**Work instruction:** I need only the number of lines in this data that contain the string "scalar".

○ ○ ○ ○ ○

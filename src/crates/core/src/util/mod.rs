//! Utility layer - General types, errors, helper functions

pub mod errors;

pub use errors::{ExploreError, ExploreResult};
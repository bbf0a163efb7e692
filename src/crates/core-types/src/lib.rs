//! Explore shared wire DTOs
//!
//! Request/response shapes of the assistant chat service. Field names follow the
//! service's snake_case JSON; conversions into orchestrator types live in `explore-core`.

use chrono::{DateTime, NaiveDateTime, Utc};
use serde::{Deserialize, Deserializer, Serialize};

#[derive(Debug, Clone, Copy, PartialEq, Eq, Serialize, Deserialize)]
#[serde(rename_all = "snake_case")]
pub enum ChatRole {
    User,
    Assistant,
}

impl ChatRole {
    pub fn as_str(&self) -> &'static str {
        match self {
            ChatRole::User => "user",
            ChatRole::Assistant => "assistant",
        }
    }
}

/// Model routing hint understood by the chat service.
#[derive(Debug, Clone, Copy, PartialEq, Eq, Default, Serialize, Deserialize)]
#[serde(rename_all = "snake_case")]
pub enum ModelPreference {
    /// Low-latency model. Older clients send `flash`.
    #[default]
    #[serde(alias = "flash")]
    Fast,
    /// Slower model for complex reasoning.
    Thinking,
}

impl ModelPreference {
    pub fn as_str(&self) -> &'static str {
        match self {
            ModelPreference::Fast => "fast",
            ModelPreference::Thinking => "thinking",
        }
    }
}

/// One prior turn sent as conversation context.
#[derive(Debug, Clone, PartialEq, Serialize, Deserialize)]
pub struct ChatMessage {
    pub role: ChatRole,
    pub content: String,
}

/// Extracted attachment text, as accepted by the chat RPC and returned by the
/// extraction RPC.
#[derive(Debug, Clone, PartialEq, Serialize, Deserialize)]
pub struct AttachmentFile {
    pub filename: String,
    pub content: String,
    #[serde(default = "default_file_type")]
    pub file_type: String,
}

fn default_file_type() -> String {
    "pdf".to_string()
}

#[derive(Debug, Clone, PartialEq, Serialize, Deserialize)]
pub struct SourceDocument {
    pub content: String,
    #[serde(default = "default_source_filename")]
    pub filename: String,
    #[serde(default)]
    pub page_number: Option<u32>,
    #[serde(default)]
    pub relevance_score: Option<f64>,
}

fn default_source_filename() -> String {
    "Unknown".to_string()
}

#[derive(Debug, Clone, PartialEq, Serialize, Deserialize)]
pub struct ChatRequest {
    pub query: String,
    #[serde(default)]
    pub history: Vec<ChatMessage>,
    #[serde(default)]
    pub attachments: Vec<AttachmentFile>,
    #[serde(default = "default_include_sources")]
    pub include_sources: bool,
    #[serde(default)]
    pub model_preference: ModelPreference,
}

fn default_include_sources() -> bool {
    true
}

#[derive(Debug, Clone, PartialEq, Serialize, Deserialize)]
pub struct ChatResponse {
    pub answer: String,
    #[serde(default)]
    pub sources: Vec<SourceDocument>,
    #[serde(default = "Utc::now", deserialize_with = "deserialize_lenient_timestamp")]
    pub timestamp: DateTime<Utc>,
}

/// One `data:` payload of the chat service's event stream.
#[derive(Debug, Clone, PartialEq, Serialize, Deserialize)]
#[serde(tag = "type", rename_all = "snake_case")]
pub enum ChatStreamEvent {
    /// Server-side progress hint (e.g. "searching").
    Phase { phase: String },
    Result {
        #[serde(default)]
        answer: String,
        #[serde(default)]
        sources: Vec<SourceDocument>,
    },
    Error {
        #[serde(default = "default_stream_error")]
        message: String,
    },
}

fn default_stream_error() -> String {
    "Server error".to_string()
}

#[derive(Debug, Clone, PartialEq, Serialize, Deserialize)]
pub struct HealthStatus {
    pub status: String,
    pub service: String,
    #[serde(default)]
    pub timestamp: Option<String>,
}

impl HealthStatus {
    pub fn is_healthy(&self) -> bool {
        self.status.eq_ignore_ascii_case("healthy")
    }
}

/// Accepts RFC 3339 as well as the naive ISO timestamps the service emits
/// (interpreted as UTC).
fn deserialize_lenient_timestamp<'de, D>(deserializer: D) -> Result<DateTime<Utc>, D::Error>
where
    D: Deserializer<'de>,
{
    let raw = String::deserialize(deserializer)?;
    if let Ok(ts) = DateTime::parse_from_rfc3339(&raw) {
        return Ok(ts.with_timezone(&Utc));
    }
    NaiveDateTime::parse_from_str(&raw, "%Y-%m-%dT%H:%M:%S%.f")
        .map(|naive| naive.and_utc())
        .map_err(serde::de::Error::custom)
}
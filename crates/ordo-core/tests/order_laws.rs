//! Property tests: the exact order is a strict total order over mixed kinds

use ordo_core::{ArrayData, Comparator, NdArray, Value};
use proptest::prelude::*;

/// Small domains so that equal values across kinds come up often
fn float() -> impl Strategy<Value = f64> {
    prop_oneof![
        Just(f64::NAN),
        (-3i64..3).prop_map(|i| i as f64),
        Just(0.5),
        Just(f64::INFINITY),
    ]
}

fn scalar() -> impl Strategy<Value = Value> {
    prop_oneof![
        Just(Value::Null),
        any::<bool>().prop_map(Value::Bool),
        (-3i64..3).prop_map(Value::Int),
        float().prop_map(Value::Float),
        (float(), float()).prop_map(|(re, im)| Value::complex(re, im)),
        "[a-c]{0,3}".prop_map(Value::Text),
        prop::collection::vec(b'a'..b'd', 0..3).prop_map(|b| Value::bytes(b)),
        prop::collection::vec(b'a'..b'd', 0..3).prop_map(|b| Value::byte_array(&b)),
        prop::collection::vec(-2i64..2, 0..3)
            .prop_map(|d| Value::Array(NdArray::vector(ArrayData::Int(d)))),
        prop::collection::vec(float(), 0..3)
            .prop_map(|d| Value::Array(NdArray::vector(ArrayData::Float(d)))),
    ]
}

fn value() -> impl Strategy<Value = Value> {
    scalar().prop_recursive(3, 24, 3, |inner| {
        prop_oneof![
            prop::collection::vec(inner.clone(), 0..3).prop_map(Value::Sequence),
            prop::collection::vec(inner.clone(), 0..3).prop_map(Value::Tuple),
            prop::collection::vec(inner.clone(), 0..3)
                .prop_map(|items| Value::set(items).expect("no opaque values")),
            prop::collection::vec(inner.clone(), 0..3)
                .prop_map(|items| Value::frozen_set(items).expect("no opaque values")),
            prop::collection::vec((inner.clone(), inner), 0..3)
                .prop_map(|pairs| Value::mapping(pairs).expect("no opaque values")),
        ]
    })
}

proptest! {
    #[test]
    fn prop_irreflexive(x in value()) {
        let cmp = Comparator::new();
        prop_assert!(!cmp.less_than(&x, &x).unwrap());
        prop_assert!(cmp.equal(&x, &x).unwrap());
    }

    #[test]
    fn prop_antisymmetric(x in value(), y in value()) {
        let cmp = Comparator::new();
        let xy = cmp.less_than(&x, &y).unwrap();
        let yx = cmp.less_than(&y, &x).unwrap();
        prop_assert!(!(xy && yx), "{:?} and {:?} are each less than the other", x, y);
        prop_assert_eq!(cmp.greater_than(&y, &x).unwrap(), xy);
    }

    #[test]
    fn prop_transitive(x in value(), y in value(), z in value()) {
        let cmp = Comparator::new();
        let lt = |a: &Value, b: &Value| cmp.less_than(a, b).unwrap();
        let eq = |a: &Value, b: &Value| cmp.equal(a, b).unwrap();

        if lt(&x, &y) && lt(&y, &z) {
            prop_assert!(lt(&x, &z));
        }
        if eq(&x, &y) && eq(&y, &z) {
            prop_assert!(eq(&x, &z));
        }
        if lt(&x, &y) && eq(&y, &z) {
            prop_assert!(lt(&x, &z));
        }
        if eq(&x, &y) && lt(&y, &z) {
            prop_assert!(lt(&x, &z));
        }
    }

    #[test]
    fn prop_sort_is_ascending(items in prop::collection::vec(value(), 0..12)) {
        let cmp = Comparator::new();
        let sorted = cmp.sort(&items).unwrap();
        prop_assert_eq!(sorted.len(), items.len());
        for pair in sorted.windows(2) {
            prop_assert!(!cmp.less_than(pair[1], pair[0]).unwrap());
        }
    }

    #[test]
    fn prop_tuple_equals_sequence(items in prop::collection::vec(value(), 0..4)) {
        let cmp = Comparator::new();
        let seq = Value::Sequence(items.clone());
        let tuple = Value::Tuple(items);
        prop_assert!(cmp.equal(&seq, &tuple).unwrap());
    }
}
//! Sorted map behaviour against a linear-scan model

use ordo_core::{equal, Comparator, Value};
use ordo_map::{MapError, SortedMap, VecStore};
use proptest::prelude::*;

#[derive(Clone, Debug)]
enum Op {
    Set(Value, u32),
    Delete(Value),
}

fn key() -> impl Strategy<Value = Value> {
    let leaf = prop_oneof![
        (-4i64..4).prop_map(Value::Int),
        (-4i64..4).prop_map(|i| Value::Float(i as f64 / 2.0)),
        (-2i64..2, -2i64..2).prop_map(|(re, im)| Value::complex(re as f64, im as f64)),
        "[a-d]{0,3}".prop_map(Value::Text),
        any::<bool>().prop_map(Value::Bool),
    ];
    leaf.prop_recursive(2, 8, 3, |inner| {
        prop::collection::vec(inner, 0..3).prop_map(Value::Sequence)
    })
}

fn op() -> impl Strategy<Value = Op> {
    prop_oneof![
        3 => (key(), any::<u32>()).prop_map(|(k, v)| Op::Set(k, v)),
        1 => key().prop_map(Op::Delete),
    ]
}

/// Unsorted entries, found by linear equality scan
#[derive(Default)]
struct Model {
    entries: Vec<(Value, u32)>,
}

impl Model {
    fn position(&self, key: &Value) -> Option<usize> {
        self.entries
            .iter()
            .position(|(k, _)| equal(k, key).unwrap())
    }

    fn set(&mut self, key: Value, value: u32) -> Option<u32> {
        match self.position(&key) {
            Some(i) => Some(std::mem::replace(&mut self.entries[i].1, value)),
            None => {
                self.entries.push((key, value));
                None
            }
        }
    }

    fn delete(&mut self, key: &Value) -> Option<u32> {
        self.position(key).map(|i| self.entries.remove(i).1)
    }
}

#[test]
fn test_end_to_end_scenario() {
    let mut map = SortedMap::new();
    map.set(Value::from("b"), 1).unwrap();
    map.set(Value::from("a"), 2).unwrap();
    map.set(Value::from("c"), 3).unwrap();

    let keys: Vec<_> = map
        .keys()
        .map(|k| match k {
            Value::Text(s) => s.as_str(),
            _ => "",
        })
        .collect();
    assert_eq!(keys, vec!["a", "b", "c"]);
    assert_eq!(*map.get(&Value::from("a")).unwrap(), 2);

    assert_eq!(map.delete(&Value::from("b")).unwrap(), 1);
    assert!(!map.contains_key(&Value::from("b")).unwrap());
    assert_eq!(map.len(), 2);
    assert_eq!(*map.set_default(Value::from("a"), 99).unwrap(), 2);
}

#[test]
fn test_store_round_trip() {
    let map = SortedMap::from_entries([
        (Value::from("z"), 0u8),
        (Value::Int(3), 1),
        (Value::sequence([1i64, 2]), 2),
    ])
    .unwrap();

    let store: VecStore<u8> = map.into_store();
    let reopened = SortedMap::from_store(store).unwrap();
    assert_eq!(reopened.len(), 3);
    assert_eq!(*reopened.get(&Value::Int(3)).unwrap(), 1);
    assert!(matches!(
        reopened.get(&Value::Int(4)),
        Err(MapError::KeyNotFound { .. })
    ));
}

proptest! {
    #[test]
    fn prop_matches_model(ops in prop::collection::vec(op(), 0..64)) {
        let mut map = SortedMap::new();
        let mut model = Model::default();

        for op in ops {
            match op {
                Op::Set(k, v) => {
                    prop_assert_eq!(map.set(k.clone(), v).unwrap(), model.set(k, v));
                }
                Op::Delete(k) => {
                    prop_assert_eq!(map.delete(&k).ok(), model.delete(&k));
                }
            }
        }

        prop_assert_eq!(map.len(), model.entries.len());

        let cmp = Comparator::new();
        let reference = cmp.sort_entries(&model.entries).unwrap();
        for ((key, value), (expected_key, expected_value)) in map.iter().zip(reference) {
            prop_assert!(cmp.equal(key, expected_key).unwrap());
            prop_assert_eq!(value, expected_value);
        }
        for pair in map.keys().collect::<Vec<_>>().windows(2) {
            prop_assert!(cmp.less_than(pair[0], pair[1]).unwrap());
        }
    }
}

○ ○ ○ ○ ○

**Solved problem:** 2